Cesário Verde, em diálogos para honrar a melhor literatura

RICARDO DAUNT
Tributo
Organização:  DERIVALDO DOS SANTOS


 

CESÁRIO VERDE, EM DIÁLOGOS PARA HONRAR A MELHOR LITERATURA

Por LUIZ RUFFATO
Luiz Ruffato é autor de Mamma, son tanto Felice e O Mundo Inimigo


Finalmente é editada a obra completa do poeta português, nome de referência para o contemporâneo Fernando Pessoa

Há muito o mercado editorial brasileiro carecia de um livro criterioso que reunisse a obra completa de Cesário Verde (1855-1886), o que faz agora a Editora Landy com o lançamento da Obra Poética Integral de Cesário Verde, organizada por Ricardo Daunt. Isto porque as edições existentes, no mais das vezes, repetem falhas e incorreções perpetuadas no tempo, concorrendo para o comprometimento da fruição deste que talvez seja um dos mais importantes poetas portugueses. Daunt, especialista no autor, contextualiza-o, corrige problemas, oferece uma tábua cronológica e acrescenta 44 cartas, enviadas a diversos interlocutores, que ajudam a compreender a sua biografia.

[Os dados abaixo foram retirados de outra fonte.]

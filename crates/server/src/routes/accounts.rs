use axum::{
    extract::{
        rejection::{JsonRejection, PathRejection},
        Path, State,
    },
    http::StatusCode,
    Json,
};
use service::account::Account;
use tracing::info;

use crate::{errors::ApiError, state::AccountsState};

type Body<T> = Result<Json<Option<T>>, JsonRejection>;
type IdPath = Result<Path<i64>, PathRejection>;
type ListBody = Body<Vec<Option<Account>>>;

#[utoipa::path(
    get, path = "/accounts", tag = "accounts",
    responses((status = 200, description = "All accounts", body = [crate::openapi::AccountDoc]))
)]
pub async fn get_all(State(state): State<AccountsState>) -> Result<Json<Vec<Account>>, ApiError> {
    Ok(Json(state.accounts.get_all().await?))
}

#[utoipa::path(
    get, path = "/accounts/{id}", tag = "accounts",
    params(("id" = i64, Path, description = "Account id")),
    responses(
        (status = 200, description = "OK", body = crate::openapi::AccountDoc),
        (status = 404, description = "Not Found", body = crate::openapi::ApiErrorDoc)
    )
)]
pub async fn get_one(State(state): State<AccountsState>, id: IdPath) -> Result<Json<Account>, ApiError> {
    let Path(id) = id?;
    Ok(Json(state.accounts.get(id).await?))
}

#[utoipa::path(
    get, path = "/accounts/ClientId/{client_id}", tag = "accounts",
    params(("client_id" = i64, Path, description = "Client id")),
    responses((status = 200, description = "Accounts of the client", body = [crate::openapi::AccountDoc]))
)]
pub async fn find_by_client_id(
    State(state): State<AccountsState>,
    client_id: IdPath,
) -> Result<Json<Vec<Account>>, ApiError> {
    let Path(client_id) = client_id?;
    Ok(Json(state.accounts.find_by_client_id(client_id).await?))
}

#[utoipa::path(
    post, path = "/accounts", tag = "accounts",
    request_body = crate::openapi::AccountDoc,
    responses(
        (status = 200, description = "Created", body = crate::openapi::AccountDoc),
        (status = 400, description = "Validation Error", body = crate::openapi::ApiErrorDoc)
    )
)]
pub async fn create(State(state): State<AccountsState>, body: Body<Account>) -> Result<Json<Account>, ApiError> {
    let Json(account) = body?;
    Ok(Json(state.accounts.create(account).await?))
}

#[utoipa::path(
    post, path = "/accounts/list", tag = "accounts",
    request_body = [crate::openapi::AccountDoc],
    responses(
        (status = 200, description = "Created", body = [crate::openapi::AccountDoc]),
        (status = 400, description = "Validation Error", body = crate::openapi::ApiErrorDoc)
    )
)]
pub async fn create_list(State(state): State<AccountsState>, body: ListBody) -> Result<Json<Vec<Account>>, ApiError> {
    let Json(accounts) = body?;
    Ok(Json(state.accounts.create_many(accounts).await?))
}

/// The id in the path wins over any id in the body.
#[utoipa::path(
    put, path = "/accounts/{id}", tag = "accounts",
    params(("id" = i64, Path, description = "Account id")),
    request_body = crate::openapi::AccountDoc,
    responses(
        (status = 200, description = "Updated", body = crate::openapi::AccountDoc),
        (status = 400, description = "Validation Error", body = crate::openapi::ApiErrorDoc),
        (status = 404, description = "Not Found", body = crate::openapi::ApiErrorDoc)
    )
)]
pub async fn update(
    State(state): State<AccountsState>,
    id: IdPath,
    body: Body<Account>,
) -> Result<Json<Account>, ApiError> {
    let Path(id) = id?;
    let Json(account) = body?;
    let account = account.map(|a| a.with_id(id));
    Ok(Json(state.accounts.update(account).await?))
}

#[utoipa::path(
    put, path = "/accounts/list/client/{client_id}", tag = "accounts",
    params(("client_id" = i64, Path, description = "Client id")),
    request_body = [crate::openapi::AccountDoc],
    responses(
        (status = 200, description = "Account set replaced", body = [crate::openapi::AccountDoc]),
        (status = 400, description = "Validation Error", body = crate::openapi::ApiErrorDoc),
        (status = 404, description = "Not Found", body = crate::openapi::ApiErrorDoc)
    )
)]
pub async fn update_all_of_client(
    State(state): State<AccountsState>,
    client_id: IdPath,
    body: ListBody,
) -> Result<Json<Vec<Account>>, ApiError> {
    let Path(client_id) = client_id?;
    let Json(accounts) = body?;
    Ok(Json(state.accounts.update_all_of_client(accounts, client_id).await?))
}

#[utoipa::path(
    delete, path = "/accounts/{id}", tag = "accounts",
    params(("id" = i64, Path, description = "Account id")),
    responses(
        (status = 200, description = "Deleted"),
        (status = 404, description = "Not Found", body = crate::openapi::ApiErrorDoc)
    )
)]
pub async fn delete_one(State(state): State<AccountsState>, id: IdPath) -> Result<StatusCode, ApiError> {
    let Path(id) = id?;
    state.accounts.delete(Some(Account::default().with_id(id))).await?;
    Ok(StatusCode::OK)
}

#[utoipa::path(
    delete, path = "/accounts/clientId/{client_id}", tag = "accounts",
    params(("client_id" = i64, Path, description = "Client id")),
    responses((status = 200, description = "Accounts of the client deleted"))
)]
pub async fn delete_all_of_client(
    State(state): State<AccountsState>,
    client_id: IdPath,
) -> Result<StatusCode, ApiError> {
    let Path(client_id) = client_id?;
    let removed = state.accounts.delete_all_of_client(client_id).await?;
    info!(client_id, removed, "delete_all_of_client");
    Ok(StatusCode::OK)
}

#[utoipa::path(
    delete, path = "/accounts/list", tag = "accounts",
    request_body = [crate::openapi::AccountDoc],
    responses(
        (status = 200, description = "Deleted"),
        (status = 404, description = "Not Found", body = crate::openapi::ApiErrorDoc)
    )
)]
pub async fn delete_list(State(state): State<AccountsState>, body: ListBody) -> Result<StatusCode, ApiError> {
    let Json(accounts) = body?;
    state.accounts.delete_many(accounts).await?;
    Ok(StatusCode::OK)
}
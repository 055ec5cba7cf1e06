//! Clients service: a client row plus its accounts kept in the accounts service.

pub mod domain;
pub mod repository;
pub mod repo;
pub mod service;
pub mod validation;

pub use domain::Client;
pub use service::ClientService;
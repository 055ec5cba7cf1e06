pub mod seaorm;

pub use seaorm::SeaOrmClientRepository;
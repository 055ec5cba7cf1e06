use axum::{
    extract::{
        rejection::{JsonRejection, PathRejection},
        Path, State,
    },
    http::StatusCode,
    response::{IntoResponse, Response},
    Json,
};
use service::client::Client;

use crate::{errors::ApiError, state::ClientsState};

type Body = Result<Json<Option<Client>>, JsonRejection>;
type IdPath = Result<Path<i64>, PathRejection>;

#[utoipa::path(
    get, path = "/client", tag = "clients",
    responses((status = 200, description = "All clients, without accounts", body = [crate::openapi::ClientDoc]))
)]
pub async fn get_all(State(state): State<ClientsState>) -> Result<Json<Vec<Client>>, ApiError> {
    Ok(Json(state.clients.get_all().await?))
}

#[utoipa::path(
    get, path = "/client/{id}", tag = "clients",
    params(("id" = i64, Path, description = "Client id")),
    responses(
        (status = 200, description = "Client with accounts", body = crate::openapi::ClientDoc),
        (status = 204, description = "No such client"),
        (status = 502, description = "Accounts service failed", body = crate::openapi::ApiErrorDoc)
    )
)]
pub async fn find_one(State(state): State<ClientsState>, id: IdPath) -> Result<Response, ApiError> {
    let Path(id) = id?;
    Ok(match state.clients.find_one(id).await? {
        Some(client) => Json(client).into_response(),
        None => StatusCode::NO_CONTENT.into_response(),
    })
}

#[utoipa::path(
    post, path = "/client", tag = "clients",
    request_body = crate::openapi::ClientDoc,
    responses(
        (status = 201, description = "Created", body = crate::openapi::ClientDoc),
        (status = 400, description = "Validation Error", body = crate::openapi::ApiErrorDoc),
        (status = 502, description = "Accounts service failed", body = crate::openapi::ApiErrorDoc)
    )
)]
pub async fn create(State(state): State<ClientsState>, body: Body) -> Result<(StatusCode, Json<Client>), ApiError> {
    let Json(client) = body?;
    let saved = state.clients.create(client).await?;
    Ok((StatusCode::CREATED, Json(saved)))
}

#[utoipa::path(
    put, path = "/client", tag = "clients",
    request_body = crate::openapi::ClientDoc,
    responses(
        (status = 200, description = "Updated", body = crate::openapi::ClientDoc),
        (status = 400, description = "Validation Error", body = crate::openapi::ApiErrorDoc),
        (status = 404, description = "Not Found", body = crate::openapi::ApiErrorDoc)
    )
)]
pub async fn update(State(state): State<ClientsState>, body: Body) -> Result<Json<Client>, ApiError> {
    let Json(client) = body?;
    Ok(Json(state.clients.update(client).await?))
}

#[utoipa::path(
    delete, path = "/client/{id}", tag = "clients",
    params(("id" = i64, Path, description = "Client id")),
    responses(
        (status = 200, description = "Deleted with its accounts"),
        (status = 404, description = "Not Found", body = crate::openapi::ApiErrorDoc)
    )
)]
pub async fn delete_one(State(state): State<ClientsState>, id: IdPath) -> Result<StatusCode, ApiError> {
    let Path(id) = id?;
    state.clients.delete(id).await?;
    Ok(StatusCode::OK)
}
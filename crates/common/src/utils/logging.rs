use std::io;
use tracing_subscriber::{fmt, EnvFilter};

/// Initialize tracing subscriber with compact human-readable output on stdout.
/// - Respects `RUST_LOG` if set
/// - Falls back to `info,tower_http=info,sqlx=warn`
pub fn init_logging_default() {
    let env_filter = EnvFilter::try_from_default_env()
        .unwrap_or_else(|_| EnvFilter::new("info,tower_http=info,sqlx=warn"));
    let _ = fmt()
        .with_env_filter(env_filter)
        .with_target(false)
        .compact()
        .with_writer(io::stdout)
        .try_init();
}

/// Initialize tracing subscriber with JSON structured output.
/// - Respects `RUST_LOG` if set, defaults to `info`
/// - Service internals (`service::*`) are logged at debug
pub fn init_logging_json() {
    let env_filter = EnvFilter::try_from_default_env()
        .unwrap_or_else(|_| EnvFilter::new("info,service=debug,sqlx=warn"));
    let _ = fmt()
        .with_env_filter(env_filter)
        .with_target(false)
        .json()
        .with_writer(io::stdout)
        .try_init();
}

/// Pick the output format from `LOG_FORMAT` (`json` or anything else for compact).
pub fn init_logging_from_env() {
    match std::env::var("LOG_FORMAT") {
        Ok(v) if v.eq_ignore_ascii_case("json") => init_logging_json(),
        _ => init_logging_default(),
    }
}
use sea_orm_migration::prelude::*;

use crate::m20180125_000001_create_account::Account;

#[derive(DeriveMigrationName)]
pub struct Migration;

#[async_trait::async_trait]
impl MigrationTrait for Migration {
    async fn up(&self, manager: &SchemaManager) -> Result<(), DbErr> {
        // Account: lookups and bulk deletes go by owner
        manager
            .create_index(
                Index::create()
                    .name("idx_account_client_id")
                    .table(Account::Table)
                    .col(Account::ClientId)
                    .to_owned(),
            )
            .await
    }

    async fn down(&self, manager: &SchemaManager) -> Result<(), DbErr> {
        manager
            .drop_index(Index::drop().name("idx_account_client_id").table(Account::Table).to_owned())
            .await
    }
}
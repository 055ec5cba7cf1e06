use std::time::Instant;

use axum::{
    extract::{Request, State},
    middleware::{self, Next},
    response::{IntoResponse, Response},
    routing::{delete, get, post, put},
    Json, Router,
};
use tower_http::{
    cors::CorsLayer,
    trace::{DefaultMakeSpan, DefaultOnFailure, DefaultOnRequest, DefaultOnResponse, TraceLayer},
};
use tracing::Level;
use utoipa::OpenApi;
use utoipa_swagger_ui::SwaggerUi;

use common::{metrics, types::Health};

use crate::openapi::{AccountsApiDoc, ClientsApiDoc};
use crate::state::{AccountsState, ClientsState};

pub mod accounts;
pub mod clients;

#[utoipa::path(get, path = "/health", tag = "health", responses((status = 200, description = "OK", body = crate::openapi::HealthResponse)))]
pub async fn health() -> Json<Health> {
    Json(Health { status: "ok" })
}

async fn metrics_text() -> impl IntoResponse {
    metrics::encode_metrics()
}

async fn track_metrics(State(service): State<&'static str>, req: Request, next: Next) -> Response {
    let method = req.method().to_string();
    let start = Instant::now();
    let resp = next.run(req).await;
    metrics::record_http(service, &method, resp.status().as_u16(), start.elapsed().as_secs_f64());
    resp
}

/// Health, metrics and docs routes plus the layers both services share.
fn finish(api: Router, service: &'static str, doc: utoipa::openapi::OpenApi) -> Router {
    api.route("/health", get(health))
        .route("/metrics", get(metrics_text))
        .merge(SwaggerUi::new("/docs").url("/api-docs/openapi.json", doc))
        .layer(middleware::from_fn_with_state(service, track_metrics))
        .layer(CorsLayer::very_permissive())
        .layer(
            TraceLayer::new_for_http()
                .make_span_with(DefaultMakeSpan::new().level(Level::INFO).include_headers(false))
                .on_request(DefaultOnRequest::new().level(Level::INFO))
                .on_response(DefaultOnResponse::new().level(Level::INFO).include_headers(false))
                // 5xx and handler failures
                .on_failure(DefaultOnFailure::new().level(Level::ERROR)),
        )
}

/// Router of the accounts service.
pub fn build_accounts_router(state: AccountsState) -> Router {
    let api = Router::new()
        .route("/accounts", get(accounts::get_all).post(accounts::create))
        .route(
            "/accounts/:id",
            get(accounts::get_one).put(accounts::update).delete(accounts::delete_one),
        )
        .route("/accounts/ClientId/:client_id", get(accounts::find_by_client_id))
        .route("/accounts/list", post(accounts::create_list).delete(accounts::delete_list))
        .route("/accounts/list/client/:client_id", put(accounts::update_all_of_client))
        .route("/accounts/clientId/:client_id", delete(accounts::delete_all_of_client))
        .with_state(state);
    finish(api, "accounts", AccountsApiDoc::openapi())
}

/// Router of the clients service.
pub fn build_clients_router(state: ClientsState) -> Router {
    let api = Router::new()
        .route("/client", get(clients::get_all).post(clients::create).put(clients::update))
        .route("/client/:id", get(clients::find_one).delete(clients::delete_one))
        .with_state(state);
    finish(api, "clients", ClientsApiDoc::openapi())
}
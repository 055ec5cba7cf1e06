use std::sync::Arc;

use tracing::{info, instrument, warn};

use crate::account::Account;
use crate::errors::ServiceError;
use crate::mks::AccountsMks;
use crate::validation::Validations;

use super::domain::Client;
use super::repository::ClientRepository;
use super::validation::ClientValidations;

/// Clients business service. Client rows live in `repo`, their accounts in
/// the accounts service behind `mks`.
pub struct ClientService<R: ClientRepository + ?Sized, M: AccountsMks + ?Sized> {
    repo: Arc<R>,
    mks: Arc<M>,
    validations: ClientValidations,
}

fn stamp(accounts: &[Account], client_id: i64) -> Vec<Account> {
    accounts
        .iter()
        .cloned()
        .map(|a| Account { client_id: Some(client_id), ..a })
        .collect()
}

impl<R: ClientRepository + ?Sized, M: AccountsMks + ?Sized> ClientService<R, M> {
    pub fn new(repo: Arc<R>, mks: Arc<M>) -> Self {
        Self { repo, mks, validations: ClientValidations }
    }

    /// All clients, without their accounts.
    pub async fn get_all(&self) -> Result<Vec<Client>, ServiceError> {
        self.repo.find_all().await
    }

    /// One client with its accounts attached.
    #[instrument(skip(self))]
    pub async fn find_one(&self, id: i64) -> Result<Option<Client>, ServiceError> {
        let Some(client) = self.repo.find_by_id(id).await? else {
            return Ok(None);
        };
        let accounts = self.mks.find_accounts_by_client_id(id).await?;
        Ok(Some(client.with_accounts(accounts)))
    }

    /// Create a client and, if given, its accounts.
    ///
    /// # Examples
    /// ```
    /// use service::client::{ClientService, Client, repository::mock::MockClientRepository};
    /// use service::mks::mock::MockAccountsMks;
    /// use std::sync::Arc;
    /// let svc = ClientService::new(Arc::new(MockClientRepository::default()), Arc::new(MockAccountsMks::default()));
    /// let saved = tokio_test::block_on(svc.create(Some(Client::new("Ivan", "Petrov")))).unwrap();
    /// assert!(saved.id.is_some());
    /// ```
    #[instrument(skip(self, client))]
    pub async fn create(&self, client: Option<Client>) -> Result<Client, ServiceError> {
        let client = self.validations.validate_new(client.as_ref())?;
        let saved = self.repo.insert(client.clone()).await?;
        let id = saved.id.unwrap_or_default();
        info!(client_id = id, "client_created");

        let Some(accounts) = client.accounts.as_deref() else {
            return Ok(saved);
        };
        if accounts.is_empty() {
            return Ok(saved.with_accounts(Vec::new()));
        }
        match self.mks.create_accounts(&stamp(accounts, id)).await {
            Ok(created) => Ok(saved.with_accounts(created)),
            Err(e) => {
                warn!(client_id = id, error = %e, "client_accounts_not_created");
                // the client must not outlive its failed account creation
                if let Err(undo) = self.repo.delete(id).await {
                    warn!(client_id = id, error = %undo, "client_rollback_failed");
                }
                Err(e)
            }
        }
    }

    /// Update a client row; supplied accounts replace the stored ones.
    #[instrument(skip(self, client))]
    pub async fn update(&self, client: Option<Client>) -> Result<Client, ServiceError> {
        let client = self.validations.validate_existing(client.as_ref())?;
        let id = client.id.unwrap_or_default();
        if !self.repo.exists(id).await? {
            return Err(ServiceError::not_found("Client", id));
        }
        let saved = self.repo.update(client.clone()).await?;
        info!(client_id = id, "client_updated");

        match client.accounts.as_deref() {
            Some(accounts) => {
                let replaced = self.mks.update_accounts_of_client(id, &stamp(accounts, id)).await?;
                Ok(saved.with_accounts(replaced))
            }
            None => Ok(saved),
        }
    }

    /// Delete a client together with its accounts.
    #[instrument(skip(self))]
    pub async fn delete(&self, id: i64) -> Result<(), ServiceError> {
        if !self.repo.exists(id).await? {
            return Err(ServiceError::not_found("Client", id));
        }
        self.mks.delete_accounts_by_client_id(id).await?;
        self.repo.delete(id).await?;
        info!(client_id = id, "client_deleted");
        Ok(())
    }
}

#[cfg(test)]
mod tests {
    use super::*;
    use crate::client::repository::mock::MockClientRepository;
    use crate::mks::mock::MockAccountsMks;
    use common::ErrorType;
    use models::account::Currency;
    use rust_decimal::Decimal;

    type Svc = ClientService<MockClientRepository, MockAccountsMks>;

    fn svc() -> (Arc<MockClientRepository>, Arc<MockAccountsMks>, Svc) {
        let repo = Arc::new(MockClientRepository::default());
        let mks = Arc::new(MockAccountsMks::default());
        (repo.clone(), mks.clone(), ClientService::new(repo, mks))
    }

    fn account(name: &str) -> Account {
        // client id is stamped by the service
        Account { client_id: None, ..Account::new(Decimal::new(5000, 2), Currency::Eur, 0, name) }
    }

    #[tokio::test]
    async fn create_stamps_accounts_with_the_new_client_id() {
        let (_, mks, svc) = svc();
        let input = Client::new("Ivan", "Petrov").with_accounts(vec![account("a"), account("b")]);
        let saved = svc.create(Some(input)).await.unwrap();
        let id = saved.id.unwrap();

        let accounts = saved.accounts.unwrap();
        assert_eq!(accounts.len(), 2);
        assert!(accounts.iter().all(|a| a.client_id == Some(id) && a.id.is_some()));
        assert_eq!(mks.accounts_of(id).len(), 2);
    }

    #[tokio::test]
    async fn create_without_accounts_skips_the_accounts_service() {
        let (_, mks, svc) = svc();
        let saved = svc.create(Some(Client::new("Ivan", "Petrov"))).await.unwrap();
        assert!(saved.accounts.is_none());
        assert!(mks.calls().is_empty());
    }

    #[tokio::test]
    async fn failed_account_creation_removes_the_client() {
        let (repo, mks, svc) = svc();
        mks.fail_next(ErrorType::BadMksRequest);
        let input = Client::new("Ivan", "Petrov").with_accounts(vec![account("a")]);
        let err = svc.create(Some(input)).await.unwrap_err();
        assert_eq!(err.error_type(), ErrorType::BadMksRequest);
        assert!(repo.is_empty());
    }

    #[tokio::test]
    async fn create_rejects_invalid_clients() {
        let (repo, _, svc) = svc();
        assert_eq!(svc.create(None).await.unwrap_err().error_type(), ErrorType::NullArgument);
        let err = svc.create(Some(Client::new("", "Petrov"))).await.unwrap_err();
        assert_eq!(err.error_type(), ErrorType::Validation);
        let err = svc.create(Some(Client::new("Ivan", "Petrov").with_id(1))).await.unwrap_err();
        assert_eq!(err.error_type(), ErrorType::Validation);
        assert!(repo.is_empty());
    }

    #[tokio::test]
    async fn find_one_attaches_accounts() {
        let (_, _, svc) = svc();
        let saved = svc
            .create(Some(Client::new("Ivan", "Petrov").with_accounts(vec![account("a")])))
            .await
            .unwrap();
        let found = svc.find_one(saved.id.unwrap()).await.unwrap().unwrap();
        assert_eq!(found.accounts.map(|a| a.len()), Some(1));
        assert!(svc.find_one(999).await.unwrap().is_none());
    }

    #[tokio::test]
    async fn get_all_leaves_accounts_out() {
        let (_, mks, svc) = svc();
        svc.create(Some(Client::new("Ivan", "Petrov").with_accounts(vec![account("a")])))
            .await
            .unwrap();
        let calls_before = mks.calls().len();
        let all = svc.get_all().await.unwrap();
        assert_eq!(all.len(), 1);
        assert!(all[0].accounts.is_none());
        assert_eq!(mks.calls().len(), calls_before);
    }

    #[tokio::test]
    async fn update_replaces_accounts_when_given() {
        let (_, mks, svc) = svc();
        let saved = svc
            .create(Some(Client::new("Ivan", "Petrov").with_accounts(vec![account("a"), account("b")])))
            .await
            .unwrap();
        let id = saved.id.unwrap();

        let changed = Client { surname: Some("Sidorov".into()), ..saved }.with_accounts(vec![account("c")]);
        let updated = svc.update(Some(changed)).await.unwrap();
        assert_eq!(updated.surname.as_deref(), Some("Sidorov"));
        let names: Vec<_> = mks.accounts_of(id).into_iter().filter_map(|a| a.name).collect();
        assert_eq!(names, vec!["c".to_string()]);
    }

    #[tokio::test]
    async fn update_unknown_client_is_not_found() {
        let (_, _, svc) = svc();
        let err = svc.update(Some(Client::new("Ivan", "Petrov").with_id(42))).await.unwrap_err();
        assert_eq!(err.error_type(), ErrorType::NotFound);
    }

    #[tokio::test]
    async fn delete_removes_accounts_first() {
        let (repo, mks, svc) = svc();
        let saved = svc
            .create(Some(Client::new("Ivan", "Petrov").with_accounts(vec![account("a")])))
            .await
            .unwrap();
        let id = saved.id.unwrap();
        svc.delete(id).await.unwrap();
        assert!(repo.is_empty());
        assert!(mks.accounts_of(id).is_empty());
        assert_eq!(mks.calls().last().map(String::as_str), Some(format!("delete {id}").as_str()));

        assert_eq!(svc.delete(id).await.unwrap_err().error_type(), ErrorType::NotFound);
    }

    #[tokio::test]
    async fn failed_account_deletion_keeps_the_client() {
        let (repo, mks, svc) = svc();
        let saved = svc.create(Some(Client::new("Ivan", "Petrov"))).await.unwrap();
        mks.fail_next(ErrorType::BadMksRequest);
        let err = svc.delete(saved.id.unwrap()).await.unwrap_err();
        assert_eq!(err.error_type(), ErrorType::BadMksRequest);
        assert_eq!(repo.len(), 1);
    }
}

Jornal O Estado de São Paulo . Livros Poesia: Caderno 2. 15 de out. de 2006

Poeta de transição, nele convivem as diversas forças das escolas estéticas de seu tempo (a agitada quadra final do século 19), das quais, aliás, soube tirar proveito, reformulando-as e tornando-as em dicção toda própria, onde, talvez, sobrepaire apenas a sombra imensa de Charles Baudelaire. E aqui não se pode falar em influência, mas em diálogo – porque se o poeta francês flana pelas ruas de uma Paris que rapidamente se transforma no coração do mundo (o gás revelando os entretons da escuridão), Cesário Verde capta o movimento de uma sociedade que se arrasta sufocada pela mesmice: “Nas nossas ruas, ao anoitecer, / Há tal soturnidade, há tal melancolia, / Que as sombras, o bulício, o Tejo, maresia / Despertam-me um desejo absurdo de sofrer.”

O peso da tradição e a carolice da sociedade portuguesa de então arqueiam os ombros do poeta, que caminha pelas ruas e becos de Lisboa observando tudo com um olhar sem complacência. E seu inconformismo dirige-o às instituições: “Não podemos viver alegremente, / Sem que venham, com fórmulas legais, / Unir as nossas mãos, eternamente, / As mãos sacerdotais”; à percepção da miséria: “Sentei-me à secretária. Ali defronte mora / Uma infeliz, sem peito, os dois pulmões doentes; / Sofre de faltas de ar, morreram-lhe os parentes / E engoma para fora”; ao catolicismo: “As burguesinhas do Catolicismo/ Resvalam pelo chão minado pelos canos; / E lembram-me, ao chorar doente dos pianos, / As freiras que os jejuns matavam de histerismo”…

Não só nos temas Cesário Verde mostra-se moderno – mas também e principalmente no procedimento formal, no qual, usando da ironia, estabelece inter-relações , às vezes explícitas, outras nem tanto, com autores da tradição literária (o que se denomina, “pós-modernamente”, de intertextualidade). Camões, Ronsard, Poe, João de Deus, Balzac, Guerra Junqueira, Baudelaire são alguns dos que comparecem, ora parodiados, ora parafraseados em seus poemas. Fernando Pessoa, travestido no semi-heterônimo Bernardo Soares, chega a afirmar, em seu Livro do Desassossego: “Vivo uma era anterior àquela em que vivo; gozo de sentir-me coevo de Cesário

Verde, e tenho em mim, não outros versos como os dele, mas a substância igual à dos versos que foram dele”. Aliás, um interessante exercício será perceber como Pessoa retoma Cesário Verde em sua vasta obra. Como exemplo, basta o leitor comparar o poema Num Bairro Moderno do último com Tabacaria do primeiro. As evidências são gratificantes.